Durch die Abgabenpflicht werde seit 2002 unzulässig in die unternehmerische Freiheit der Betriebe eingegriffen, ihr Geld für die eigene Werbung statt für die staatliche Absatzförderung einzusetzen, entschied das Gericht am Dienstag (Az: 2 BvL 54/06).

Mit den jährlich rund 88 Mio. Euro wurde bisher hauptsächlich die Centrale Marketinggesellschaft der deutschen Agrarwirtschaft (CMA) finanziert. Die landwirtschaftliche Marketingorganisation zeichnet beispielsweise hochwertige Lebensmittel mit einem Gütezeichen aus und fördert den Export deutscher Agrarerzeugnisse.

Gerade der Export war in den vergangenen Jahren der Motor der guten Branchenkonjunktur. Allein im letzten Jahr stieg der Wert der Ausfuhren der deutschen Ernährungsindustrie um 15 Prozent auf 42 Mrd. Euro, während der Inlandsumsatz nur geringfügig um 2,5 auf 112 Mrd. Euro zunahm.
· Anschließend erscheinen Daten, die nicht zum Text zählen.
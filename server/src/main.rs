//! dynatable server: reads settings, loads the schema cache, serves table CRUD over HTTP.
//!
//! Run from repo root: `cargo run -p dynatable-server`

use dynatable::{api_routes, AppState, SchemaRegistry, Settings};
use tokio::net::TcpListener;

#[tokio::main]
async fn main() -> Result<(), Box<dyn std::error::Error>> {
    tracing_subscriber::fmt()
        .with_env_filter(
            tracing_subscriber::EnvFilter::try_from_default_env()
                .unwrap_or_else(|_| tracing_subscriber::EnvFilter::new("dynatable=info,dynatable_server=info")),
        )
        .init();

    let settings = Settings::from_env()?;
    let pool = settings.connect().await?;
    let registry = SchemaRegistry::load(&pool, &settings.schema).await?;
    if registry.is_empty() {
        tracing::warn!(schema = %settings.schema, "no tables found; every request will be not found");
    }

    let app = api_routes(AppState::new(pool, registry));
    let listener = TcpListener::bind(settings.bind_addr).await?;
    tracing::info!("listening on http://{}", listener.local_addr()?);
    axum::serve(listener, app).await?;
    Ok(())
}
Der Generalsekretär des Deutschen Bauernverbandes (DBV), Helmut Born, zeigte sich von dem Urteil enttäuscht und forderte die Bundesregierung im Gespräch mit dem Handelsblatt zu schnellem Handeln auf. Denn der Gesetzgeber habe nicht zuletzt gegenüber den Mitarbeitern von CMA und ZMP eine besondere Fürsorgepflicht. Man müsse die CMA unter Umständen gegen den eigenen Willen „sehr schnell zu Ende bringen“, denn nach dem strikten Urteil der Verfassungsrichter dürften die vorhandenen Mittel nicht mehr für die bisherigen Aufgaben der CMA eingesetzt werden, sagte Born.
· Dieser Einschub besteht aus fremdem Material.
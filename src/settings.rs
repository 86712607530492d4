//! Process settings read from the environment (optionally from a `.env` file).

use crate::error::SchemaError;
use once_cell::sync::Lazy;
use regex::Regex;
use sqlx::postgres::PgPoolOptions;
use sqlx::PgPool;
use std::net::SocketAddr;
use std::time::Duration;

pub const DEFAULT_SCHEMA: &str = "public";
pub const DEFAULT_MAX_CONNECTIONS: u32 = 5;
pub const DEFAULT_ACQUIRE_TIMEOUT_SECS: u64 = 30;
pub const DEFAULT_BIND_ADDR: &str = "127.0.0.1:3000";

#[derive(Clone, Debug)]
pub struct Settings {
    pub database_url: String,
    /// Schema whose tables are introspected. Must be a plain PostgreSQL identifier.
    pub schema: String,
    pub max_connections: u32,
    pub acquire_timeout: Duration,
    pub bind_addr: SocketAddr,
}

impl Settings {
    /// Load `.env` if present, then read the process environment.
    pub fn from_env() -> Result<Self, SchemaError> {
        dotenvy::dotenv().ok();
        Self::from_lookup(|key| std::env::var(key).ok())
    }

    /// Build settings from an arbitrary key lookup. Empty values count as unset.
    pub fn from_lookup<F>(lookup: F) -> Result<Self, SchemaError>
    where
        F: Fn(&str) -> Option<String>,
    {
        let get = |key: &str| lookup(key).map(|v| v.trim().to_string()).filter(|v| !v.is_empty());

        let database_url = get("DATABASE_URL").ok_or(SchemaError::MissingConfig("DATABASE_URL"))?;

        let schema = get("DATABASE_SCHEMA").unwrap_or_else(|| DEFAULT_SCHEMA.into());
        if !is_plain_identifier(&schema) {
            return Err(SchemaError::InvalidConfig(format!(
                "DATABASE_SCHEMA '{}' is not a valid identifier",
                schema
            )));
        }

        let max_connections = match get("DATABASE_MAX_CONNECTIONS") {
            Some(v) => v
                .parse::<u32>()
                .ok()
                .filter(|n| *n > 0)
                .ok_or_else(|| SchemaError::InvalidConfig(format!("DATABASE_MAX_CONNECTIONS: {}", v)))?,
            None => DEFAULT_MAX_CONNECTIONS,
        };

        let acquire_timeout_secs = match get("DATABASE_ACQUIRE_TIMEOUT_SECS") {
            Some(v) => v
                .parse::<u64>()
                .map_err(|_| SchemaError::InvalidConfig(format!("DATABASE_ACQUIRE_TIMEOUT_SECS: {}", v)))?,
            None => DEFAULT_ACQUIRE_TIMEOUT_SECS,
        };

        let bind = get("BIND_ADDR").unwrap_or_else(|| DEFAULT_BIND_ADDR.into());
        let bind_addr = bind
            .parse::<SocketAddr>()
            .map_err(|e| SchemaError::InvalidConfig(format!("BIND_ADDR '{}': {}", bind, e)))?;

        Ok(Settings {
            database_url,
            schema,
            max_connections,
            acquire_timeout: Duration::from_secs(acquire_timeout_secs),
            bind_addr,
        })
    }

    /// Pool options sized and timed from these settings.
    pub fn pool_options(&self) -> PgPoolOptions {
        PgPoolOptions::new()
            .max_connections(self.max_connections)
            .acquire_timeout(self.acquire_timeout)
    }

    /// Open the pool and establish the first connection. A failure here is fatal.
    pub async fn connect(&self) -> Result<PgPool, SchemaError> {
        self.pool_options()
            .connect(&self.database_url)
            .await
            .map_err(SchemaError::Connect)
    }
}

static PLAIN_IDENTIFIER: Lazy<Regex> = Lazy::new(|| Regex::new(r"^[A-Za-z_][A-Za-z0-9_$]{0,62}$").unwrap());

fn is_plain_identifier(s: &str) -> bool {
    PLAIN_IDENTIFIER.is_match(s)
}

#[cfg(test)]
mod tests {
    use super::*;
    use std::collections::HashMap;

    fn lookup(pairs: &[(&str, &str)]) -> impl Fn(&str) -> Option<String> {
        let map: HashMap<String, String> = pairs.iter().map(|(k, v)| (k.to_string(), v.to_string())).collect();
        move |k: &str| map.get(k).cloned()
    }

    #[test]
    fn defaults_apply_when_only_url_is_set() {
        let s = Settings::from_lookup(lookup(&[("DATABASE_URL", "postgres://localhost/app")])).unwrap();
        assert_eq!(s.database_url, "postgres://localhost/app");
        assert_eq!(s.schema, "public");
        assert_eq!(s.max_connections, DEFAULT_MAX_CONNECTIONS);
        assert_eq!(s.acquire_timeout, Duration::from_secs(30));
        assert_eq!(s.bind_addr.to_string(), "127.0.0.1:3000");
    }

    #[test]
    fn missing_url_is_fatal() {
        let err = Settings::from_lookup(lookup(&[])).unwrap_err();
        assert!(matches!(err, SchemaError::MissingConfig("DATABASE_URL")));
        let err = Settings::from_lookup(lookup(&[("DATABASE_URL", "   ")])).unwrap_err();
        assert!(matches!(err, SchemaError::MissingConfig(_)));
    }

    #[test]
    fn rejects_schema_that_is_not_an_identifier() {
        let err = Settings::from_lookup(lookup(&[
            ("DATABASE_URL", "postgres://localhost/app"),
            ("DATABASE_SCHEMA", "public; drop table x"),
        ]))
        .unwrap_err();
        assert!(matches!(err, SchemaError::InvalidConfig(_)));
    }

    #[test]
    fn plain_identifiers() {
        for ok in ["public", "_staging", "tenant_42", "app$data", "a".repeat(63).as_str()] {
            assert!(is_plain_identifier(ok), "{}", ok);
        }
        for bad in ["", "9lives", "back office", "Public\"", "a.b", "a".repeat(64).as_str()] {
            assert!(!is_plain_identifier(bad), "{}", bad);
        }
    }

    #[test]
    fn parses_overrides() {
        let s = Settings::from_lookup(lookup(&[
            ("DATABASE_URL", "postgres://localhost/app"),
            ("DATABASE_SCHEMA", "backoffice"),
            ("DATABASE_MAX_CONNECTIONS", "12"),
            ("DATABASE_ACQUIRE_TIMEOUT_SECS", "3"),
            ("BIND_ADDR", "0.0.0.0:8080"),
        ]))
        .unwrap();
        assert_eq!(s.schema, "backoffice");
        assert_eq!(s.max_connections, 12);
        assert_eq!(s.acquire_timeout, Duration::from_secs(3));
        assert_eq!(s.bind_addr.port(), 8080);
    }

    #[test]
    fn zero_connections_is_invalid() {
        let err = Settings::from_lookup(lookup(&[
            ("DATABASE_URL", "postgres://localhost/app"),
            ("DATABASE_MAX_CONNECTIONS", "0"),
        ]))
        .unwrap_err();
        assert!(matches!(err, SchemaError::InvalidConfig(_)));
    }
}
Bundeslandwirtschaftsministerin Ilse Aigner (CSU) bedauerte das Urteil. Es müsse nun geprüft werden, ob und welche Möglichkeiten blieben, auch künftig den Absatz im In- und Ausland zu fördern. Vor einer Gesetzesänderung will das Ministerium aber die Urteilsbegründung abwarten.